# Exercise directions
Reproduce the entries below exactly, but only from the line containing "pub mod materialize;" to the line containing "composed from hand-drawn", inclusive.

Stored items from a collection
============

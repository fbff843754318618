//! Shared types for change sets and batch reports.
//!
//! These types define the contract between the parser, the batch applier and
//! whoever presents the report. They carry no I/O handles.

use std::path::PathBuf;

use serde::Serialize;

/// One file the payload asks us to write.
#[derive(Debug, Clone, PartialEq, Eq, Serialize)]
pub struct Change {
    /// Declared path, trimmed, relative to the target root.
    pub path: String,
    /// Free-form note from the payload author. Never affects what is written.
    pub description: Option<String>,
    /// Exact file contents. May be empty.
    pub content: String,
}

/// A single `<change>` block as it came out of the parser.
#[derive(Debug, Clone, PartialEq, Eq)]
pub enum ChangeBlock {
    /// Block is complete enough to apply.
    Ready(Change),
    /// Block could not become a [`Change`] (e.g. no path). Reported as skipped.
    Skipped {
        /// Path text if the block had one, even if unusable.
        path: Option<String>,
        reason: String,
    },
}

/// Ordered blocks extracted from one payload.
///
/// Order is application order: a later change to the same path wins.
#[derive(Debug, Clone, Default, PartialEq, Eq)]
pub struct ChangeSet {
    pub blocks: Vec<ChangeBlock>,
}

impl ChangeSet {
    pub fn len(&self) -> usize {
        self.blocks.len()
    }

    pub fn is_empty(&self) -> bool {
        self.blocks.is_empty()
    }

    /// Iterate over the blocks that will actually be written.
    pub fn changes(&self) -> impl Iterator<Item = &Change> {
        self.blocks.iter().filter_map(|block| match block {
            ChangeBlock::Ready(change) => Some(change),
            ChangeBlock::Skipped { .. } => None,
        })
    }
}

/// Per-change outcome.
#[derive(Debug, Clone, Copy, PartialEq, Eq, Serialize)]
#[serde(rename_all = "lowercase")]
pub enum ApplyStatus {
    Success,
    Skipped,
    Failed,
}

impl ApplyStatus {
    pub fn as_str(self) -> &'static str {
        match self {
            ApplyStatus::Success => "success",
            ApplyStatus::Skipped => "skipped",
            ApplyStatus::Failed => "failed",
        }
    }
}

/// Outcome for the block at `index` in the change set.
#[derive(Debug, Clone, PartialEq, Eq, Serialize)]
pub struct ApplyResult {
    pub index: usize,
    pub path: Option<String>,
    pub status: ApplyStatus,
    /// Diagnostic for skipped/failed entries, including the underlying cause.
    #[serde(skip_serializing_if = "Option::is_none")]
    pub detail: Option<String>,
}

impl ApplyResult {
    pub fn success(index: usize, path: &str) -> Self {
        Self {
            index,
            path: Some(path.to_string()),
            status: ApplyStatus::Success,
            detail: None,
        }
    }

    pub fn skipped(index: usize, path: Option<String>, reason: impl Into<String>) -> Self {
        Self {
            index,
            path,
            status: ApplyStatus::Skipped,
            detail: Some(reason.into()),
        }
    }

    pub fn failed(index: usize, path: &str, detail: impl Into<String>) -> Self {
        Self {
            index,
            path: Some(path.to_string()),
            status: ApplyStatus::Failed,
            detail: Some(detail.into()),
        }
    }
}

/// Ordered results for one batch run, index-aligned with the [`ChangeSet`].
#[derive(Debug, Clone, PartialEq, Eq, Serialize)]
pub struct BatchReport {
    pub target_root: PathBuf,
    pub results: Vec<ApplyResult>,
}

/// Count of results per status.
#[derive(Debug, Clone, Copy, Default, PartialEq, Eq, Serialize)]
pub struct BatchSummary {
    pub success: usize,
    pub skipped: usize,
    pub failed: usize,
}

impl BatchReport {
    pub fn new(target_root: impl Into<PathBuf>) -> Self {
        Self {
            target_root: target_root.into(),
            results: Vec::new(),
        }
    }

    pub fn summary(&self) -> BatchSummary {
        let mut summary = BatchSummary::default();
        for result in &self.results {
            match result.status {
                ApplyStatus::Success => summary.success += 1,
                ApplyStatus::Skipped => summary.skipped += 1,
                ApplyStatus::Failed => summary.failed += 1,
            }
        }
        summary
    }

    /// True if any change was skipped or failed.
    pub fn has_problems(&self) -> bool {
        self.results
            .iter()
            .any(|result| result.status != ApplyStatus::Success)
    }

    pub fn statuses(&self) -> Vec<ApplyStatus> {
        self.results.iter().map(|result| result.status).collect()
    }
}
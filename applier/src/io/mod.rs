//! I/O helpers for applier commands.

pub mod config;
pub mod materialize;
pub mod payload;
pub mod snapshot;
pub mod target_root;
pub mod writer;
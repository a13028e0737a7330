//! Handletter
//!
//! Renders a short text message as a single PNG composed from hand-drawn
//! glyph images. Every character occurrence gets a randomly chosen variant
//! from a glyph catalog and is drawn with a small random offset, size change
//! and tilt, so the result reads like handwriting.
//!
//! # Pipeline
//!
//! - **Wrap**: the prompt is lower-cased, trimmed and wrapped into lines of at
//!   most 20 characters (at most 40 lines).
//! - **Layout**: the canvas size follows from the lines and spacing alone.
//! - **Resolve**: each non-space character picks one variant from the
//!   [`catalog`].
//! - **Compose**: glyphs are placed on a fixed 20x30 grid with jitter, drawn
//!   over a white (or transparent) background with a soft grey shadow.
//!
//! # Example
//!
//! ```no_run
//! use handletter::{DirCatalog, RenderRequest};
//! use rand::SeedableRng;
//!
//! # fn main() -> Result<(), Box<dyn std::error::Error>> {
//! let catalog = DirCatalog::new("assets");
//! let request = RenderRequest::new("Dear diary,").transparent(true);
//! let mut rng = rand::rngs::StdRng::seed_from_u64(7);
//!
//! let letter = handletter::render(&request, &catalog, &mut rng)?;
//! std::fs::write("letter.png", &letter.png_data)?;
//! println!("{}x{} in {:?}", letter.width, letter.height, letter.elapsed);
//! # Ok(())
//! # }
//! ```

use serde::{Deserialize, Serialize};
use std::path::PathBuf;

pub mod error;
pub use error::{Error, ErrorKind, Result};

pub mod catalog;
pub mod params;
pub mod rendering;
pub mod wrap;

// Async facade: concurrent glyph loading on the tokio blocking pool
#[cfg(feature = "async")]
pub mod async_api;

#[cfg(feature = "async")]
pub use async_api::Letterer;
pub use catalog::{DirCatalog, Glyph, GlyphCatalog, MemoryCatalog};
pub use params::{Factors, NormalizedParameters};
pub use rendering::{render, RenderedLetter};

/// One letter to render
///
/// Deserializes from the JSON shape used by the web form:
///
/// ```
/// let req: handletter::RenderRequest = serde_json::from_str(
///     r#"{"prompt": "hello", "transparent": true, "rotationRandomDegreeFactor": 0.5}"#,
/// ).unwrap();
/// assert_eq!(req.factors.rotation_random_degree_factor, Some(0.5));
/// assert_eq!(req.factors.line_spacing_factor, None);
/// ```
#[derive(Debug, Clone, Default, PartialEq, Serialize, Deserialize)]
#[serde(rename_all = "camelCase")]
pub struct RenderRequest {
    /// Raw text; sanitized before wrapping
    pub prompt: String,
    /// Leave the background transparent instead of white
    #[serde(default)]
    pub transparent: bool,
    /// Language hint from the client; not used for rendering
    #[serde(default, skip_serializing_if = "Option::is_none")]
    pub lang: Option<String>,
    #[serde(flatten)]
    pub factors: Factors,
}

impl RenderRequest {
    pub fn new(prompt: impl Into<String>) -> Self {
        Self {
            prompt: prompt.into(),
            ..Default::default()
        }
    }

    pub fn transparent(mut self, transparent: bool) -> Self {
        self.transparent = transparent;
        self
    }

    pub fn with_factors(mut self, factors: Factors) -> Self {
        self.factors = factors;
        self
    }

    pub fn from_json(json: &str) -> Result<Self> {
        serde_json::from_str(json).map_err(|e| Error::InvalidRequest(e.to_string()))
    }
}

/// Configuration for a [`Letterer`](crate::async_api::Letterer) or the CLI
///
/// # Examples
///
/// ```
/// let cfg = handletter::LettererConfig::default();
/// assert_eq!(cfg.catalog_dir, std::path::PathBuf::from("assets"));
/// assert!(cfg.seed.is_none());
/// ```
#[derive(Debug, Clone, PartialEq)]
pub struct LettererConfig {
    /// Root of the glyph catalog (one sub-directory per character code)
    pub catalog_dir: PathBuf,
    /// Fixed seed for reproducible output; fresh entropy per request if unset
    pub seed: Option<u64>,
}

impl Default for LettererConfig {
    fn default() -> Self {
        Self {
            catalog_dir: PathBuf::from("assets"),
            seed: None,
        }
    }
}

impl LettererConfig {
    pub const ASSETS_ENV: &'static str = "HANDLETTER_ASSETS";
    pub const SEED_ENV: &'static str = "HANDLETTER_SEED";

    /// Defaults overridden by `HANDLETTER_ASSETS` and `HANDLETTER_SEED`.
    pub fn from_env() -> Result<Self> {
        Self::from_lookup(|key| std::env::var(key).ok())
    }

    fn from_lookup(lookup: impl Fn(&str) -> Option<String>) -> Result<Self> {
        let mut config = Self::default();
        if let Some(dir) = lookup(Self::ASSETS_ENV).filter(|d| !d.is_empty()) {
            config.catalog_dir = PathBuf::from(dir);
        }
        if let Some(seed) = lookup(Self::SEED_ENV).filter(|s| !s.is_empty()) {
            let seed = seed.trim().parse::<u64>().map_err(|e| {
                Error::ConfigError(format!("{} must be an unsigned integer: {}", Self::SEED_ENV, e))
            })?;
            config.seed = Some(seed);
        }
        Ok(config)
    }
}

============

# Output of the task
pub mod materialize;
pub mod payload;
pub mod snapshot;
pub mod target_root;
pub mod writer;
repository a13028e0737a7330
//! Handletter
//!
//! Renders a short text message as a single PNG composed from hand-drawn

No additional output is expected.